* **Exercise prompt**: In the records that follow, locate every line with "enum" and extract it.

* **Stored items**:

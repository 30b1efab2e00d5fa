//! Hit testing: point → field affordance lookup.
//!
//! Walks the field list back to front (last drawn = topmost) and reports
//! which part of which field sits under a canvas-local point. The part
//! decides what a press does: the delete button deletes, the resize handle
//! resizes, the inner control takes input, and only the body starts a move.

use fb_core::FieldId;
use fb_core::model::{FormField, Point, Rect};

/// Side of the square delete button.
pub const DELETE_BUTTON_SIZE: f32 = 24.0;
/// How far the delete button sticks out past the field's top-right corner.
pub const DELETE_BUTTON_OVERHANG: f32 = 8.0;
/// Side of the square resize handle in the bottom-right corner.
pub const RESIZE_HANDLE_SIZE: f32 = 8.0;
/// Border plus padding between the field frame and its input control.
pub const CONTENT_INSET: f32 = 10.0;

#[derive(Debug, Clone, Copy, PartialEq, Eq)]
pub enum HitPart {
    DeleteButton,
    ResizeHandle,
    Input,
    Body,
}

/// Result of a hit test: the field, the part under the point, and the
/// field's bounds at the time of the test.
#[derive(Debug, Clone, Copy, PartialEq)]
pub struct Hit {
    pub id: FieldId,
    pub part: HitPart,
    pub bounds: Rect,
}

pub fn delete_button_rect(bounds: Rect) -> Rect {
    Rect::new(
        bounds.x + bounds.width + DELETE_BUTTON_OVERHANG - DELETE_BUTTON_SIZE,
        bounds.y - DELETE_BUTTON_OVERHANG,
        DELETE_BUTTON_SIZE,
        DELETE_BUTTON_SIZE,
    )
}

pub fn resize_handle_rect(bounds: Rect) -> Rect {
    Rect::new(
        bounds.x + bounds.width - RESIZE_HANDLE_SIZE,
        bounds.y + bounds.height - RESIZE_HANDLE_SIZE,
        RESIZE_HANDLE_SIZE,
        RESIZE_HANDLE_SIZE,
    )
}

/// Area occupied by the field's input control.
pub fn content_rect(bounds: Rect) -> Rect {
    bounds.inset(CONTENT_INSET)
}

/// Find the topmost field affordance at `p`.
/// Returns `None` if the point is over empty canvas.
pub fn hit_test(fields: &[FormField], p: Point) -> Option<Hit> {
    fields.iter().rev().find_map(|field| {
        let bounds = field.bounds();
        let part = hit_part(bounds, p)?;
        Some(Hit {
            id: field.id,
            part,
            bounds,
        })
    })
}

fn hit_part(bounds: Rect, p: Point) -> Option<HitPart> {
    // The delete button overhangs the frame, so it is tested first.
    if delete_button_rect(bounds).contains(p) {
        Some(HitPart::DeleteButton)
    } else if resize_handle_rect(bounds).contains(p) {
        Some(HitPart::ResizeHandle)
    } else if content_rect(bounds).contains(p) {
        Some(HitPart::Input)
    } else if bounds.contains(p) {
        Some(HitPart::Body)
    } else {
        None
    }
}
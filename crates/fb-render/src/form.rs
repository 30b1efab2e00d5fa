//! Form renderer: turns a stored field list into a fillable form.
//!
//! Answers live in their own map, independent of the builder's preview
//! values. Submitting writes `{ "data": answers }` to storage.
//!
//! Required fields are enforced the same way for every control: text-like
//! fields need a non-empty string, checkboxes must be ticked, and radio
//! groups need a choice. A submit with unanswered required fields writes
//! nothing and reports which fields are missing.

use crate::control::Control;
use fb_core::FieldId;
use fb_core::model::FieldValue;
use fb_core::storage::{self, FieldRecord, KeyValueStore, Submission};
use serde::Serialize;

/// Confirmation shown after every accepted submit.
pub const SUBMIT_CONFIRMATION: &str = "Form submitted successfully!";

/// One row of the rendered form: a caption and its control.
#[derive(Debug, Clone, PartialEq, Serialize)]
pub struct FormControl {
    pub id: FieldId,
    pub label: String,
    #[serde(flatten)]
    pub control: Control,
}

#[derive(Debug, Clone, PartialEq, Serialize)]
#[serde(tag = "outcome", rename_all = "camelCase")]
pub enum SubmitOutcome {
    Submitted { message: &'static str },
    Blocked { missing: Vec<FieldId> },
}

#[derive(Debug, Clone, Default)]
pub struct FormRenderer {
    fields: Vec<FieldRecord>,
    answers: Submission,
}

impl FormRenderer {
    /// Load the field list saved by the builder. Absent or unreadable data
    /// yields an empty form that can still be submitted.
    pub fn load<S: KeyValueStore + ?Sized>(store: &S) -> Self {
        let fields = storage::load_fields(store);
        log::debug!("form renderer loaded {} field(s)", fields.len());
        Self::from_records(fields)
    }

    pub fn from_records(fields: Vec<FieldRecord>) -> Self {
        Self {
            fields,
            answers: Submission::default(),
        }
    }

    pub fn fields(&self) -> &[FieldRecord] {
        &self.fields
    }

    /// Rows of the form in stored order, each showing its current answer.
    pub fn controls(&self) -> Vec<FormControl> {
        self.fields
            .iter()
            .map(|record| FormControl {
                id: record.id,
                label: record.label.clone(),
                control: Control::for_record(record, self.answer(record.id)),
            })
            .collect()
    }

    pub fn answer(&self, id: FieldId) -> Option<&FieldValue> {
        self.answers.data.get(id.as_str())
    }

    /// Record an answer. Strings for radio fields are stored as choices.
    pub fn handle_input_change(&mut self, id: FieldId, value: FieldValue) {
        let value = match self.fields.iter().find(|f| f.id == id) {
            Some(record) => value.keyed_to(&record.kind),
            None => value,
        };
        self.answers.data.insert(id.as_str().to_string(), value);
    }

    /// Required fields that have no answer yet, in form order.
    pub fn missing_required(&self) -> Vec<FieldId> {
        self.fields
            .iter()
            .filter(|f| f.required)
            .filter(|f| !self.answer(f.id).is_some_and(FieldValue::is_answered))
            .map(|f| f.id)
            .collect()
    }

    /// Submit the form. A failed storage write is logged but still reported
    /// as a successful submit.
    pub fn handle_submit<S: KeyValueStore + ?Sized>(&self, store: &mut S) -> SubmitOutcome {
        let missing = self.missing_required();
        if !missing.is_empty() {
            log::debug!("submit blocked by {} required field(s)", missing.len());
            return SubmitOutcome::Blocked { missing };
        }
        if let Err(e) = storage::write_submission(store, &self.answers) {
            log::warn!("submission not stored: {e}");
        }
        SubmitOutcome::Submitted {
            message: SUBMIT_CONFIRMATION,
        }
    }
}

* **Response**:
pub enum HitPart {
pub enum SubmitOutcome {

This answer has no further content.